No hay que esperar, pues, a 1918 –fin del primer acto de la guerra civil europea- como hace Armin Mohler, para encajarla en la catástrofe weimariana, ni tampoco a la implementación nietzscheana de Heidegger. Volviendo a España, los representantes más interesantes de esta corriente, como ya se podido intuir, son Unamuno, Baroja, y Maeztu, con la continuidad otorgada por Ortega y la radicalidad estética de Giménez Caballero.
El libro de Marcigiliano I Figli di Don Chisciotte realiza un aceptable estudio sobre las referencias ideológicas de la Revolución Conservadora española: de Ortega y Gasset, Menéndez Pelayo, Unamuno, junto a otros ideólogos más politizados como Giménez Caballero o Ledesma Ramos, o los historiadores Menéndez Pidal, Américo Castro y Sánchez Albornoz. En cualquier caso, los únicos estudios sobre la influencia europea en estos autores españoles apuntan, especialmente, al protagonismo, por ejemplo, de Maurras y Barrès, más que a los “revolucionario-conservadores” alemanes.
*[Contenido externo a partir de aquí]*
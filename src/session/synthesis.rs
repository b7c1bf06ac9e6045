//! Synthesis worker: speakable sentences in, audio bytes out.

use crate::defaults;
use crate::normalize;
use crate::session::signal::Shutdown;
use crate::tts::Synthesizer;
use std::sync::Arc;
use tokio::sync::mpsc::error::TryRecvError;
use tokio::sync::mpsc::{UnboundedReceiver, UnboundedSender};
use tracing::warn;

/// Worker that speaks one sentence at a time.
///
/// Sentences are normalized into speakable text first; anything empty
/// after normalization is dropped without an engine call. Synthesis calls
/// are not cancellable mid-call; an interrupt raised during one lets the
/// in-flight result through.
pub struct SynthesisStation {
    synthesizer: Arc<dyn Synthesizer>,
}

impl SynthesisStation {
    /// Creates a synthesis worker for the given engine.
    pub fn new(synthesizer: Arc<dyn Synthesizer>) -> Self {
        Self { synthesizer }
    }

    /// Runs the worker until the shutdown signal or a closed input queue.
    pub async fn run(
        self,
        mut input: UnboundedReceiver<String>,
        audio_tx: UnboundedSender<Vec<u8>>,
        shutdown: Shutdown,
    ) {
        loop {
            if shutdown.is_triggered() {
                break;
            }

            match input.try_recv() {
                Ok(sentence) => {
                    let text = normalize::speakable(&sentence).replace('\n', " ");
                    let text = text.trim();
                    if text.is_empty() {
                        continue;
                    }

                    match self.synthesizer.synthesize(text).await {
                        Ok(audio) => {
                            let _ = audio_tx.send(audio);
                        }
                        // Forfeit this one sentence; the worker keeps going
                        Err(e) => warn!("synthesis failed: {e}"),
                    }
                }
                Err(TryRecvError::Empty) => tokio::time::sleep(defaults::IDLE_POLL).await,
                Err(TryRecvError::Disconnected) => break,
            }
        }
    }
}

#[cfg(test)]
mod tests {
    use super::*;
    use crate::tts::MockSynthesizer;
    use std::time::Duration;
    use tokio::sync::mpsc;

    async fn run_station(
        mock: MockSynthesizer,
        sentences: Vec<&str>,
    ) -> (MockSynthesizer, UnboundedReceiver<Vec<u8>>) {
        let (sentence_tx, sentence_rx) = mpsc::unbounded_channel();
        let (audio_tx, audio_rx) = mpsc::unbounded_channel();

        let station = SynthesisStation::new(Arc::new(mock.clone()));
        let handle = tokio::spawn(station.run(sentence_rx, audio_tx, Shutdown::new()));

        for sentence in sentences {
            sentence_tx.send(sentence.to_string()).unwrap();
        }
        drop(sentence_tx);

        tokio::time::timeout(Duration::from_secs(2), handle)
            .await
            .expect("station did not stop")
            .unwrap();

        (mock, audio_rx)
    }

    #[tokio::test]
    async fn test_sentence_becomes_audio() {
        let (mock, mut audio_rx) = run_station(MockSynthesizer::new("tts"), vec!["Hello."]).await;

        assert_eq!(mock.calls(), vec!["Hello."]);
        assert_eq!(audio_rx.try_recv().unwrap(), b"audio:Hello.");
    }

    #[tokio::test]
    async fn test_line_breaks_collapse_to_spaces() {
        let (mock, _) = run_station(MockSynthesizer::new("tts"), vec!["one\ntwo"]).await;
        assert_eq!(mock.calls(), vec!["one two"]);
    }

    #[tokio::test]
    async fn test_math_notation_is_normalized() {
        let (mock, _) =
            run_station(MockSynthesizer::new("tts"), vec![r"It equals \frac{1}{2}."]).await;
        let calls = mock.calls();
        assert_eq!(calls.len(), 1);
        assert!(calls[0].contains("1 over 2"));
        assert!(!calls[0].contains("frac"));
    }

    #[tokio::test]
    async fn test_empty_after_normalization_skips_engine() {
        let (mock, mut audio_rx) =
            run_station(MockSynthesizer::new("tts"), vec!["", "  ", "\n", "{}"]).await;

        assert!(mock.calls().is_empty());
        assert!(audio_rx.try_recv().is_err());
    }

    #[tokio::test]
    async fn test_engine_error_forfeits_only_that_sentence() {
        let (mock, mut audio_rx) = run_station(
            MockSynthesizer::new("tts").with_failure(),
            vec!["First.", "Second."],
        )
        .await;

        // Both were attempted, neither produced audio
        assert_eq!(mock.calls(), vec!["First.", "Second."]);
        assert!(audio_rx.try_recv().is_err());
    }

    #[tokio::test]
    async fn test_audio_keeps_fifo_order() {
        let (_, mut audio_rx) =
            run_station(MockSynthesizer::new("tts"), vec!["A.", "B.", "C."]).await;

        assert_eq!(audio_rx.try_recv().unwrap(), b"audio:A.");
        assert_eq!(audio_rx.try_recv().unwrap(), b"audio:B.");
        assert_eq!(audio_rx.try_recv().unwrap(), b"audio:C.");
    }

    #[tokio::test]
    async fn test_shutdown_stops_idle_station() {
        let (_sentence_tx, sentence_rx) = mpsc::unbounded_channel::<String>();
        let (audio_tx, _audio_rx) = mpsc::unbounded_channel();
        let shutdown = Shutdown::new();

        let station = SynthesisStation::new(Arc::new(MockSynthesizer::new("tts")));
        let handle = tokio::spawn(station.run(sentence_rx, audio_tx, shutdown.clone()));

        shutdown.trigger();
        tokio::time::timeout(Duration::from_secs(2), handle)
            .await
            .expect("station ignored shutdown")
            .unwrap();
    }
}
use anyhow::Result;
use clap::Parser;
use parlance::cli::{Cli, Commands};
use parlance::config::Config;
use parlance::llm::{OllamaConfig, OllamaGenerator};
use parlance::server;
use parlance::session::Engines;
use parlance::stt::{RemoteTranscriber, RemoteTranscriberConfig};
use parlance::tts::{HttpSynthesizer, HttpSynthesizerConfig};
use std::sync::Arc;
use tracing_subscriber::EnvFilter;

#[tokio::main]
async fn main() -> Result<()> {
    tracing_subscriber::fmt()
        .with_env_filter(
            EnvFilter::try_from_default_env()
                .unwrap_or_else(|_| EnvFilter::new("parlance=info,tower_http=warn")),
        )
        .init();

    let cli = Cli::parse();
    let mut config = Config::load_or_default(cli.config.as_deref())?;

    match cli.command {
        Some(Commands::Config) => {
            print!("{}", toml::to_string_pretty(&config)?);
            return Ok(());
        }
        Some(Commands::Serve { port, host }) => {
            if let Some(port) = port {
                config.server.port = port;
            }
            if let Some(host) = host {
                config.server.host = host;
            }
        }
        None => {}
    }

    let engines = build_engines(&config)?;
    server::serve(config, engines).await?;
    Ok(())
}

/// Wires the configured HTTP-backed engines.
fn build_engines(config: &Config) -> Result<Engines> {
    Ok(Engines {
        transcriber: Arc::new(RemoteTranscriber::new(RemoteTranscriberConfig {
            endpoint: config.stt.endpoint.clone(),
            timeout_ms: config.stt.timeout_ms,
        })?),
        generator: Arc::new(OllamaGenerator::new(OllamaConfig {
            url: config.llm.url.clone(),
            model: config.llm.model.clone(),
        })),
        synthesizer: Arc::new(HttpSynthesizer::new(HttpSynthesizerConfig {
            endpoint: config.tts.endpoint.clone(),
            voice: config.tts.voice.clone(),
            timeout_ms: config.tts.timeout_ms,
        })?),
    })
}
Y, desde luego, este “singular” conservadurismo revolucionario ibérico tendrá, como es lógico, unas notas definitorias que lo separan del resto de fenómenos europeos: la ausencia del sentimiento de catástrofe tras la primera guerra mundial (sustituido por el desastre de 1898 por la pérdida del imperio colonial tras la guerra contra los norteamericanos), la trascendencia otorgada al catolicismo tradicionalista, si bien en forma de agonismo como Unamuno o de agnosticismo como Ortega (frente al luteranismo, el paganismo o el retorno a la religión indoeuropea, incluso frente a ciertas desviaciones del misticismo y del esoterismo, tan extendido en centroeuropa) y, finalmente, el pan-hispanismo iberoamericano (junto al europeismo como retorno español al continente).
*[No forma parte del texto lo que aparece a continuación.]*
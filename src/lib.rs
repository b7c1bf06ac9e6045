//! parlance - Real-time voice conversation server
//!
//! Segments a live microphone stream arriving over one WebSocket
//! connection into utterances, transcribes them, streams a generated
//! reply, speaks it sentence by sentence, and multiplexes recognized user
//! text, assistant text, and synthesized audio back over the same
//! connection. New user input barges in on a reply in progress.

#![warn(clippy::unwrap_used)]
#![warn(clippy::expect_used)]
#![warn(clippy::let_underscore_must_use)]

pub mod audio;
pub mod cli;
pub mod config;
pub mod defaults;
pub mod error;
pub mod llm;
pub mod normalize;
pub mod server;
pub mod session;
pub mod stt;
pub mod tts;

// Engine seams (hear → reply → speak)
pub use llm::{ChatMessage, Generator, Role};
pub use stt::Transcriber;
pub use tts::Synthesizer;

// Session pipeline
pub use session::{Engines, Session};

// Error handling
pub use error::{ParlanceError, Result};

// Config
pub use config::Config;

/// Build version string with optional git commit hash.
///
/// Returns `"0.1.0+abc1234"` when git hash is available, `"0.1.0"` otherwise.
pub fn version_string() -> String {
    let version = env!("CARGO_PKG_VERSION");
    match option_env!("GIT_HASH") {
        Some(hash) if !hash.is_empty() => format!("{}+{}", version, hash),
        _ => version.to_string(),
    }
}
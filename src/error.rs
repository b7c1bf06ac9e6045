//! Error types for parlance.

use thiserror::Error;

#[derive(Error, Debug)]
pub enum ParlanceError {
    // Configuration errors
    #[error("Configuration file not found at {path}")]
    ConfigFileNotFound { path: String },

    #[error("Invalid configuration value for {key}: {message}")]
    ConfigInvalidValue { key: String, message: String },

    #[error("Configuration error: {0}")]
    Config(#[from] toml::de::Error),

    // Wire protocol errors
    #[error("Malformed audio frame: {message}")]
    Frame { message: String },

    // External engine errors
    #[error("Transcription error: {message}")]
    Transcription { message: String },

    #[error("Generation error: {message}")]
    Generation { message: String },

    #[error("Synthesis error: {message}")]
    Synthesis { message: String },

    // Connection-level errors
    #[error("Connection error: {message}")]
    Connection { message: String },

    #[error("HTTP request failed: {0}")]
    Http(#[from] reqwest::Error),

    // General I/O errors
    #[error("I/O error: {0}")]
    Io(#[from] std::io::Error),

    // Generic error for cases not covered above
    #[error("{0}")]
    Other(String),
}

// Type alias for convenience
pub type Result<T> = std::result::Result<T, ParlanceError>;
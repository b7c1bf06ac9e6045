use crate::error::{ParlanceError, Result};
use async_trait::async_trait;
use std::sync::{Arc, Mutex};

/// Trait for text-to-speech synthesis.
///
/// Engines fail closed on empty or unsupported input; callers drop empty
/// sentences before reaching the engine.
#[async_trait]
pub trait Synthesizer: Send + Sync {
    /// Synthesize speech for the given text.
    ///
    /// # Returns
    /// Encoded audio bytes, or error
    async fn synthesize(&self, text: &str) -> Result<Vec<u8>>;

    /// Get the name of this engine for logging
    fn name(&self) -> &str;
}

/// Mock synthesizer for testing
#[derive(Debug, Clone)]
pub struct MockSynthesizer {
    name: String,
    should_fail: bool,
    /// Every text this mock was asked to speak.
    calls: Arc<Mutex<Vec<String>>>,
}

impl MockSynthesizer {
    /// Create a new mock synthesizer
    pub fn new(name: &str) -> Self {
        Self {
            name: name.to_string(),
            should_fail: false,
            calls: Arc::new(Mutex::new(Vec::new())),
        }
    }

    /// Configure the mock to fail on synthesize
    pub fn with_failure(mut self) -> Self {
        self.should_fail = true;
        self
    }

    /// Returns every text passed to `synthesize`, in call order.
    pub fn calls(&self) -> Vec<String> {
        self.calls.lock().map(|c| c.clone()).unwrap_or_default()
    }
}

#[async_trait]
impl Synthesizer for MockSynthesizer {
    async fn synthesize(&self, text: &str) -> Result<Vec<u8>> {
        if let Ok(mut calls) = self.calls.lock() {
            calls.push(text.to_string());
        }
        if self.should_fail {
            return Err(ParlanceError::Synthesis {
                message: "mock synthesis failure".to_string(),
            });
        }
        if text.is_empty() {
            // Real engines reject empty input
            return Err(ParlanceError::Synthesis {
                message: "empty input".to_string(),
            });
        }
        Ok(format!("audio:{text}").into_bytes())
    }

    fn name(&self) -> &str {
        &self.name
    }
}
Resulta, por otra parte, muy significativo que Alain de Benoist , líder intelectual de la Nouvelle Droite francesa y asiduo visitante de los autores y lugares comunes de la Konservative Revolution alemana (efectuando una necesaria revisión, reinterpretación y actualización), no haya prestado especial atención al pensamiento revolucionario-conservador español , excepto –eso sí, en una posición relevante- a Ortega y Gasset, del que publicó la versión francesa de La rebelión de las masas, a Bosch Gimpera por sus estudios sobre El problema indoeuropeo, y a Donoso Cortés (Ensayo sobre el catolicismo, el liberalismo y el socialismo), seguramente por su crítica del liberalismo y la modernidad desde una contrarrevolucionaria perspectiva teológico-política y su interpretación europea efectuada por Carl Schmitt, cuya obra fue introducida en España por Eugenio D´Ors.
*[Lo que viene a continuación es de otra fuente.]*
//! Per-connection session pipeline.
//!
//! One session owns the segmenter, the inter-worker queues, the interrupt
//! and shutdown signals, and the four workers (transcription, generation,
//! synthesis, transmission). Data flows strictly downstream:
//!
//! ```text
//! audio frames → segmenter → transcription → generation → synthesis
//!                                   ↓             ↓            ↓
//!                               user text    assistant     audio bytes
//!                                   └──── transmission ────────┘
//! ```
//!
//! The interrupt signal is the single upstream control path: any new user
//! input (speech or typed) raises it, aborting a reply in progress.

pub mod fanout;
pub mod generation;
pub mod signal;
pub mod synthesis;
pub mod transcription;
pub mod transmission;

pub use fanout::{fanout_channel, FanoutSender};
pub use generation::GenerationStation;
pub use signal::{Interrupt, Shutdown};
pub use synthesis::SynthesisStation;
pub use transcription::TranscriptionStation;
pub use transmission::{ClientPayload, TransmissionStation};

use crate::audio::{AudioFrame, Segmenter, SegmenterConfig, Utterance};
use crate::config::AudioConfig;
use crate::error::Result;
use crate::llm::Generator;
use crate::stt::Transcriber;
use crate::tts::Synthesizer;
use std::sync::Arc;
use tokio::sync::mpsc::{self, UnboundedReceiver, UnboundedSender};
use tokio::task::JoinHandle;
use tracing::{debug, warn};

/// The three external engines a session talks to.
#[derive(Clone)]
pub struct Engines {
    pub transcriber: Arc<dyn Transcriber>,
    pub generator: Arc<dyn Generator>,
    pub synthesizer: Arc<dyn Synthesizer>,
}

/// One live connection's pipeline state.
///
/// Created on connection accept, destroyed on disconnect. All inter-worker
/// communication goes through the queues wired up in [`Session::spawn`];
/// there is no process-wide per-client state.
pub struct Session {
    segmenter: Segmenter,
    utterance_tx: UnboundedSender<Utterance>,
    /// Broadcast entry point for user input: one push lands independently
    /// on the generation input queue and the user-text outbound queue.
    user_input_tx: FanoutSender<String>,
    interrupt: Interrupt,
    shutdown: Shutdown,
    outbound_rx: Option<UnboundedReceiver<ClientPayload>>,
    workers: Vec<JoinHandle<()>>,
}

impl Session {
    /// Wires up the queue graph and starts the four workers.
    pub fn spawn(engines: Engines, audio: &AudioConfig) -> Self {
        let interrupt = Interrupt::new();
        let shutdown = Shutdown::new();

        let (utterance_tx, utterance_rx) = mpsc::unbounded_channel::<Utterance>();
        let (user_input_tx, generation_input_rx, user_text_rx) = fanout_channel::<String>();
        let (assistant_tx, assistant_rx) = mpsc::unbounded_channel::<String>();
        let (sentence_tx, sentence_rx) = mpsc::unbounded_channel::<String>();
        let (audio_tx, audio_rx) = mpsc::unbounded_channel::<Vec<u8>>();
        let (outbound_tx, outbound_rx) = mpsc::unbounded_channel::<ClientPayload>();

        let transcription = TranscriptionStation::new(
            engines.transcriber.clone(),
            audio.target_sample_rate,
        );
        let generation = GenerationStation::new(engines.generator.clone());
        let synthesis = SynthesisStation::new(engines.synthesizer.clone());
        let transmission = TransmissionStation::new();

        let workers = vec![
            tokio::spawn(transcription.run(
                utterance_rx,
                user_input_tx.clone(),
                interrupt.clone(),
                shutdown.clone(),
            )),
            tokio::spawn(generation.run(
                generation_input_rx,
                assistant_tx,
                sentence_tx,
                interrupt.clone(),
                shutdown.clone(),
            )),
            tokio::spawn(synthesis.run(sentence_rx, audio_tx, shutdown.clone())),
            tokio::spawn(transmission.run(
                assistant_rx,
                user_text_rx,
                audio_rx,
                outbound_tx,
                shutdown.clone(),
            )),
        ];

        Self {
            segmenter: Segmenter::with_config(SegmenterConfig {
                silence_score_threshold: audio.silence_score_threshold,
            }),
            utterance_tx,
            user_input_tx,
            interrupt,
            shutdown,
            outbound_rx: Some(outbound_rx),
            workers,
        }
    }

    /// Takes the receiving end of the outbound delivery queue.
    ///
    /// The connection handler drains this into the socket; the multiplexer
    /// never touches the network itself.
    pub fn take_outbound(&mut self) -> Option<UnboundedReceiver<ClientPayload>> {
        self.outbound_rx.take()
    }

    /// Handles one inbound binary message: decode the frame, feed the
    /// segmenter, and hand a finished utterance to transcription.
    ///
    /// A malformed frame fails only itself; the caller logs and drops it.
    pub fn handle_binary(&mut self, bytes: &[u8]) -> Result<()> {
        let frame = AudioFrame::from_wire(bytes)?;
        if let Some(utterance) = self.segmenter.push_frame(frame) {
            debug!(
                samples = utterance.samples.len(),
                sample_rate = utterance.sample_rate,
                "utterance complete"
            );
            if self.utterance_tx.send(utterance).is_err() {
                warn!("transcription worker gone; dropping utterance");
            }
        }
        Ok(())
    }

    /// Handles one inbound text message: direct user input.
    ///
    /// Bypasses transcription but is otherwise indistinguishable from
    /// recognized speech: it is echoed on the user-text stream and raises
    /// the interrupt.
    pub fn handle_text(&mut self, text: &str) {
        let text = text.trim();
        if text.is_empty() {
            return;
        }
        self.user_input_tx.send(text.to_string());
        self.interrupt.raise();
    }

    /// True once the session has been told to stop.
    pub fn is_stopped(&self) -> bool {
        self.shutdown.is_triggered()
    }

    /// Tears the session down: trigger the stop signal and wait for every
    /// worker to observe it and exit.
    pub async fn shutdown(mut self) {
        self.shutdown.trigger();
        for worker in self.workers.drain(..) {
            if let Err(e) = worker.await {
                warn!("session worker panicked: {e}");
            }
        }
    }
}

#[cfg(test)]
mod tests {
    use super::*;
    use crate::llm::MockGenerator;
    use crate::stt::MockTranscriber;
    use crate::tts::MockSynthesizer;

    fn mock_engines() -> Engines {
        Engines {
            transcriber: Arc::new(MockTranscriber::new("stt")),
            generator: Arc::new(MockGenerator::new("llm")),
            synthesizer: Arc::new(MockSynthesizer::new("tts")),
        }
    }

    #[tokio::test]
    async fn test_spawn_and_shutdown() {
        let session = Session::spawn(mock_engines(), &AudioConfig::default());
        assert!(!session.is_stopped());

        // Must complete promptly: every worker observes the stop signal
        // within one idle cycle.
        tokio::time::timeout(std::time::Duration::from_secs(2), session.shutdown())
            .await
            .expect("shutdown timed out");
    }

    #[tokio::test]
    async fn test_take_outbound_is_once() {
        let mut session = Session::spawn(mock_engines(), &AudioConfig::default());
        assert!(session.take_outbound().is_some());
        assert!(session.take_outbound().is_none());
        session.shutdown().await;
    }

    #[tokio::test]
    async fn test_malformed_binary_fails_frame_not_session() {
        let mut session = Session::spawn(mock_engines(), &AudioConfig::default());
        assert!(session.handle_binary(&[1, 2]).is_err());
        // Session still alive and usable
        assert!(!session.is_stopped());
        let frame = AudioFrame::new(16000, vec![0.5; 64]);
        assert!(session.handle_binary(&frame.to_wire()).is_ok());
        session.shutdown().await;
    }

    #[tokio::test]
    async fn test_text_input_raises_interrupt() {
        let mut session = Session::spawn(mock_engines(), &AudioConfig::default());
        assert!(!session.interrupt.is_raised());
        session.handle_text("hello there");
        assert!(session.interrupt.is_raised());
        session.shutdown().await;
    }

    #[tokio::test]
    async fn test_blank_text_input_is_ignored() {
        let mut session = Session::spawn(mock_engines(), &AudioConfig::default());
        session.handle_text("   ");
        assert!(!session.interrupt.is_raised());
        session.shutdown().await;
    }
}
En opinión de Carlos Martínez-Cava, nuestra “generación del 98” fue una avanzada en el tiempo a lo que en la Europa de entreguerras, en el período 1919-1933, significaron las conocidas "Revoluciones Conservadoras" europeas en sus distintas y variadas manifestaciones culturales. Se pueden encontrar puntos en común, incluso de origen. Tanto en España, como en la “Revolución Conservadora” alemana, se parte de un desastre militar y de una situación sociopolítica interna caótica. Y en ambos casos, los regímenes y conflictos posteriores llegaron incluso a dar con la cárcel o muerte de sus componentes. Recordemos en España a Maeztu o a Machado, y en Alemania a Niekisch o Jünger.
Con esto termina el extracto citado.